### WORK REQUEST
Two lines mark the range in the entries below: the one holding "use serde::Serialize;" and the one holding "const BOOTSTRAP_TEMPLATE: &str". Set down those two and all lines between them, exactly.
------ WORKING DATA ------
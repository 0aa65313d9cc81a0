//! Files that run one job on the target.
//!
//! A job directory holds the job's `manifest.json`, a Python `bootstrap.py`
//! that unpacks the package and calls the function, and a `job.sh` that
//! every scheduler runs. Targets that provision inside the job also get a
//! `setup.sh`.

use std::collections::BTreeMap;
use std::path::Path;

use handlebars::Handlebars;
use serde::Serialize;

use crate::environment::RemoteEnvironmentHandle;
use crate::error::{BuildStep, Result};
use crate::fs::PYTHON_MODULE_NAME;
use crate::job::{ENVIRONMENT_FAILURE_KIND, ERROR_FILE, EXIT_CODE_FILE, JOB_MANIFEST, RESULT_FILE};
use crate::package::{PackageManifest, FILES_DIR, MODULES_DIR};
use crate::session::{quote, quote_all, quote_path};
use crate::target::ExecutionTarget;

pub const BOOTSTRAP_SCRIPT: &str = "bootstrap.py";
pub const JOB_SCRIPT: &str = "job.sh";
pub const SETUP_SCRIPT: &str = "setup.sh";

const BOOTSTRAP_TEMPLATE: &str = include_str!("bootstrap/bootstrap.py.hbs");
const JOB_TEMPLATE: &str = include_str!("bootstrap/job.sh.hbs");
const SETUP_TEMPLATE: &str = include_str!("bootstrap/setup.sh.hbs");

#[derive(Serialize)]
struct BootstrapContext<'a> {
    job: &'a str,
    /// Python string literal.
    archive: String,
    files_dir: &'a str,
    modules_dir: &'a str,
    fs_module: &'a str,
    manifest_file: &'a str,
    result_file: &'a str,
    error_file: &'a str,
}

#[derive(Serialize)]
struct JobContext<'a> {
    job: &'a str,
    job_dir: String,
    setup: bool,
    setup_script: &'a str,
    activate: Option<&'a str>,
    python: String,
    bootstrap_script: &'a str,
    exit_code_file: &'a str,
}

#[derive(Serialize)]
struct SetupContext<'a> {
    env_dir: String,
    python: String,
    venv: String,
    venv_python: String,
    requirements: String,
    lock: String,
    marker: String,
    marker_json: String,
    error_file: &'a str,
    failure_kind: &'a str,
    interpreter_step: String,
    install_step: String,
}

/// Renders job files. Values are shell-quoted before they reach a template.
pub struct Renderer {
    registry: Handlebars<'static>,
}

impl Renderer {
    pub fn new() -> Result<Self> {
        let mut registry = Handlebars::new();
        registry.register_escape_fn(handlebars::no_escape);
        registry.register_template_string(BOOTSTRAP_SCRIPT, BOOTSTRAP_TEMPLATE)?;
        registry.register_template_string(JOB_SCRIPT, JOB_TEMPLATE)?;
        registry.register_template_string(SETUP_SCRIPT, SETUP_TEMPLATE)?;
        Ok(Self { registry })
    }

    /// Contents of every file of the job, keyed by file name.
    pub fn render(
        &self,
        job: &str,
        job_dir: &Path,
        target: &ExecutionTarget,
        env: &RemoteEnvironmentHandle,
        manifest: &PackageManifest,
    ) -> Result<BTreeMap<&'static str, Vec<u8>>> {
        let mut files = BTreeMap::new();
        files.insert(JOB_MANIFEST, manifest.rooted_at(&target.work_dir).to_json()?);

        let bootstrap = BootstrapContext {
            job,
            archive: serde_json::to_string(&env.archive.to_string_lossy())?,
            files_dir: FILES_DIR,
            modules_dir: MODULES_DIR,
            fs_module: PYTHON_MODULE_NAME,
            manifest_file: JOB_MANIFEST,
            result_file: RESULT_FILE,
            error_file: ERROR_FILE,
        };
        files.insert(
            BOOTSTRAP_SCRIPT,
            self.registry.render(BOOTSTRAP_SCRIPT, &bootstrap)?.into_bytes(),
        );

        let script = JobContext {
            job,
            job_dir: quote_path(job_dir),
            setup: env.deferred,
            setup_script: SETUP_SCRIPT,
            activate: env.activate.as_deref(),
            python: quote(&env.python),
            bootstrap_script: BOOTSTRAP_SCRIPT,
            exit_code_file: EXIT_CODE_FILE,
        };
        files.insert(JOB_SCRIPT, self.registry.render(JOB_SCRIPT, &script)?.into_bytes());

        if env.deferred {
            let venv = env.venv_dir();
            let setup = SetupContext {
                env_dir: env.env_dir.to_string_lossy().into_owned(),
                python: quote(&target.python),
                venv: quote_path(&venv),
                venv_python: quote(&env.python),
                requirements: quote_all(&env.installed),
                lock: quote_path(&env.env_dir.with_extension("lock")),
                marker: quote_path(&env.marker()),
                marker_json: quote(&env.marker_json()?),
                error_file: ERROR_FILE,
                failure_kind: ENVIRONMENT_FAILURE_KIND,
                interpreter_step: BuildStep::Interpreter.to_string(),
                install_step: BuildStep::Install.to_string(),
            };
            files.insert(SETUP_SCRIPT, self.registry.render(SETUP_SCRIPT, &setup)?.into_bytes());
        }
        Ok(files)
    }
}

#[cfg(test)]
mod tests {
    use super::*;
    use std::path::PathBuf;

    use chrono::Utc;

    use crate::environment::Installer;
    use crate::package::{CallArguments, FORMAT_VERSION};

    fn manifest() -> PackageManifest {
        PackageManifest {
            format_version: FORMAT_VERSION,
            content_id: "abc".to_string(),
            function: "target".to_string(),
            entry_module: "entry.py".to_string(),
            is_async: false,
            members: vec![],
            requirements: vec![],
            fs_bindings: vec![crate::fs::FsFunction::Find],
            arguments: CallArguments::new().arg(3),
            partition: None,
            fs_root: None,
            created_at: Utc::now(),
        }
    }

    fn env(deferred: bool) -> RemoteEnvironmentHandle {
        let env_dir = PathBuf::from("/work/envs/abc");
        RemoteEnvironmentHandle {
            archive: env_dir.join("package.tar.gz"),
            jobs_dir: PathBuf::from("/work/jobs"),
            python: "/work/envs/abc/venv/bin/python".to_string(),
            activate: Some(". /work/envs/abc/venv/bin/activate".to_string()),
            installer: Installer::Pip,
            installed: vec!["numpy>=1.24".to_string()],
            content_id: "abc".to_string(),
            created_at: Utc::now(),
            reused: false,
            deferred,
            env_dir,
        }
    }

    #[test]
    fn test_render_job_files() {
        let renderer = Renderer::new().unwrap();
        let target = ExecutionTarget::local("/work");
        let job_dir = PathBuf::from("/work/jobs/target-1");
        let files = renderer
            .render("target-1", &job_dir, &target, &env(false), &manifest())
            .unwrap();
        let names: Vec<&str> = files.keys().copied().collect();
        assert_eq!(names, vec![BOOTSTRAP_SCRIPT, JOB_SCRIPT, JOB_MANIFEST]);

        let bootstrap = String::from_utf8(files[BOOTSTRAP_SCRIPT].clone()).unwrap();
        assert!(bootstrap.contains(r#"ARCHIVE = "/work/envs/abc/package.tar.gz""#));
        assert!(bootstrap.contains("import clusterfn_fs"));
        assert!(bootstrap.contains(r#"write_artifact("result.json""#));

        let script = String::from_utf8(files[JOB_SCRIPT].clone()).unwrap();
        assert!(script.contains("cd /work/jobs/target-1 || exit 1"));
        assert!(script.contains(". /work/envs/abc/venv/bin/activate"));
        assert!(script.contains("/work/envs/abc/venv/bin/python ./bootstrap.py"));
        assert!(!script.contains(SETUP_SCRIPT));

        let manifest: PackageManifest = serde_json::from_slice(&files[JOB_MANIFEST]).unwrap();
        assert_eq!(manifest.arguments.args, vec![serde_json::json!(3)]);
        assert_eq!(manifest.fs_root, Some(PathBuf::from("/work")));
        assert!(bootstrap.contains(r#"manifest.get("fs_root") or JOB_DIR"#));
    }

    #[test]
    fn test_deferred_environment_gets_setup_script() {
        let renderer = Renderer::new().unwrap();
        let target = ExecutionTarget::local("/work");
        let files = renderer
            .render("target-1", Path::new("/work/jobs/target-1"), &target, &env(true), &manifest())
            .unwrap();
        let script = String::from_utf8(files[JOB_SCRIPT].clone()).unwrap();
        assert!(script.contains("sh ./setup.sh"));
        let setup = String::from_utf8(files[SETUP_SCRIPT].clone()).unwrap();
        assert!(setup.contains("python3 -m venv /work/envs/abc/venv"));
        assert!(setup.contains("pip install --quiet --disable-pip-version-check 'numpy>=1.24'"));
        assert!(setup.contains("\"kind\": \"EnvironmentBuildFailed\""));
        assert!(setup.contains("> /work/envs/abc/.clusterfn-ready"));
    }
}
------
### SOLUTION FOR THIS TASK
use serde::Serialize;

use crate::environment::RemoteEnvironmentHandle;
use crate::error::{BuildStep, Result};
use crate::fs::PYTHON_MODULE_NAME;
use crate::job::{ENVIRONMENT_FAILURE_KIND, ERROR_FILE, EXIT_CODE_FILE, JOB_MANIFEST, RESULT_FILE};
use crate::package::{PackageManifest, FILES_DIR, MODULES_DIR};
use crate::session::{quote, quote_all, quote_path};
use crate::target::ExecutionTarget;

pub const BOOTSTRAP_SCRIPT: &str = "bootstrap.py";
pub const JOB_SCRIPT: &str = "job.sh";
pub const SETUP_SCRIPT: &str = "setup.sh";

const BOOTSTRAP_TEMPLATE: &str = include_str!("bootstrap/bootstrap.py.hbs");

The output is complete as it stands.